Integral Consulting, Inc. is a science and engineering firm that provides multidisciplinary services in the fields of health, environment, technology and sustainability. The company’s mission is to help clients across a wide range of public and private enterprises to identify technically sound, cost-effective and environmentally friendly solutions to complex problems. Integral staff were hired by a Fortune 100 mining company to assist with evaluating remediation (aka cleanup) strategies for a 100-year-old mine. The Integral team used Palisade’s @RISK to evaluate multiple strategies and select a solution that minimized environmental impact and achieved full regulatory approval, while enabling the client to save more than USD $100M.
Interest in sustainability is steadily increasing as individuals, corporations, and governments consider issues such as global warming, highly volatile financial markets, and urban sprawl. Sustainability concepts have become a key part of managing cleanups at hazardous waste sites, with a growing focus on the integration of sustainable ‘green’ practices to increase the environmental, social, and economic benefits of cleanups.
Integral staff assisted a Fortune 100 mining company with evaluating cleanup strategies for a large, hard rock mine. The company needed to address acid mining drainage from large rock piles as well as the potential for rock slide risks at the site.

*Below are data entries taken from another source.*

// =============================================================================
// NUMERIC VALIDATORS
// =============================================================================

/// Parse a field as a finite number within `[min, max]`.
///
/// Both bounds are inclusive and optional. Empty input yields `None`.
pub fn validate_numeric_range(
    value: Option<&str>,
    min: Option<f64>,
    max: Option<f64>,
) -> Result<Option<f64>> {
    if is_empty(value) {
        return Ok(None);
    }
    let text = value.unwrap_or_default().trim();
    let number: f64 = text
        .parse()
        .map_err(|_| Error::validation(format!("Expected a number, got {:?}", text)))?;
    if !number.is_finite() {
        return Err(Error::validation(format!(
            "Expected a finite number, got {:?}",
            text
        )));
    }
    if let Some(lo) = min {
        if number < lo {
            return Err(Error::validation(format!(
                "{} is below the minimum {}",
                number, lo
            )));
        }
    }
    if let Some(hi) = max {
        if number > hi {
            return Err(Error::validation(format!(
                "{} is above the maximum {}",
                number, hi
            )));
        }
    }
    Ok(Some(number))
}

// =============================================================================
// REGISTRY
// =============================================================================

/// A registered validator function.
pub type ValidatorFn = Arc<dyn Fn(&str) -> Result<Option<JsonValue>> + Send + Sync>;

/// Build a registrable numeric range validator.
///
/// ```
/// use labtrack_core::validators::{numeric_range_validator, ValidatorRegistry};
///
/// let mut registry = ValidatorRegistry::with_builtins();
/// registry.register_fn("validate_ph", numeric_range_validator(Some(0.0), Some(14.0)));
/// assert!(registry.apply(r#"["validate_ph"]"#, "6.8").is_ok());
/// assert!(registry.apply(r#"["validate_ph"]"#, "15").is_err());
/// ```
pub fn numeric_range_validator(min: Option<f64>, max: Option<f64>) -> ValidatorFn {
    Arc::new(move |value: &str| -> Result<Option<JsonValue>> {
        Ok(validate_numeric_range(Some(value), min, max)?.map(JsonValue::from))
    })
}

/// A validator reference after resolution.
#[derive(Clone)]
pub enum ResolvedValidator {
    Function { name: String, validator: ValidatorFn },
    Pattern(Regex),
}

impl ResolvedValidator {
    /// The reference text this was resolved from.
    pub fn reference(&self) -> &str {
        match self {
            Self::Function { name, .. } => name,
            Self::Pattern(re) => re.as_str(),
        }
    }

    /// Run the validator against a field value.
    pub fn check(&self, value: &str) -> Result<()> {
        match self {
            Self::Function { name, validator } => validator(value)
                .map(|_| ())
                .map_err(|e| match e {
                    Error::Validation(msg) => Error::Validation(format!("{}: {}", name, msg)),
                    other => other,
                }),
            Self::Pattern(re) if re.is_match(value) => Ok(()),
            Self::Pattern(re) => Err(Error::validation(format!(
                "Value {:?} does not match pattern {}",
                value,
                re.as_str()
            ))),
        }
    }
}

impl fmt::Debug for ResolvedValidator {
    fn fmt(&self, f: &mut fmt::Formatter<'_>) -> fmt::Result {
        match self {
            Self::Function { name, .. } => f.debug_tuple("Function").field(name).finish(),
            Self::Pattern(re) => f.debug_tuple("Pattern").field(&re.as_str()).finish(),
        }
    }
}

/// Name-to-function map used to resolve validator references.
#[derive(Clone, Default)]
pub struct ValidatorRegistry {
    validators: HashMap<String, ValidatorFn>,
}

The cleanup solution originally supported by the Environmental Protection Agency (EPA) and State was complete removal of the rock piles and transport to an offsite disposal location. However, this could take more than 20 years to complete, at a cost of approximately USD $180M. The solution would also increase hazards to the public through exposure to years of heavy truck traffic through small towns, and produce millions of tons of greenhouse gases. “This was an incredibly complex situation,” explained Timothy Havranek, Principal Consultant for Integral Consulting. “The mine had been in operation for nearly 100 years, and our client needed to understand the full environmental impact of all possible cleanup solutions. There were numerous uncertainties including potential risks to human health, safety, and the environment, as well as significant project costs, not to mention multiple stakeholders with different definitions of success.” The Integral team proposed an analysis process that would evaluate the multiple costs, risks, and benefits of each cleanup strategy to clearly identify the trade-offs among alternative strategies.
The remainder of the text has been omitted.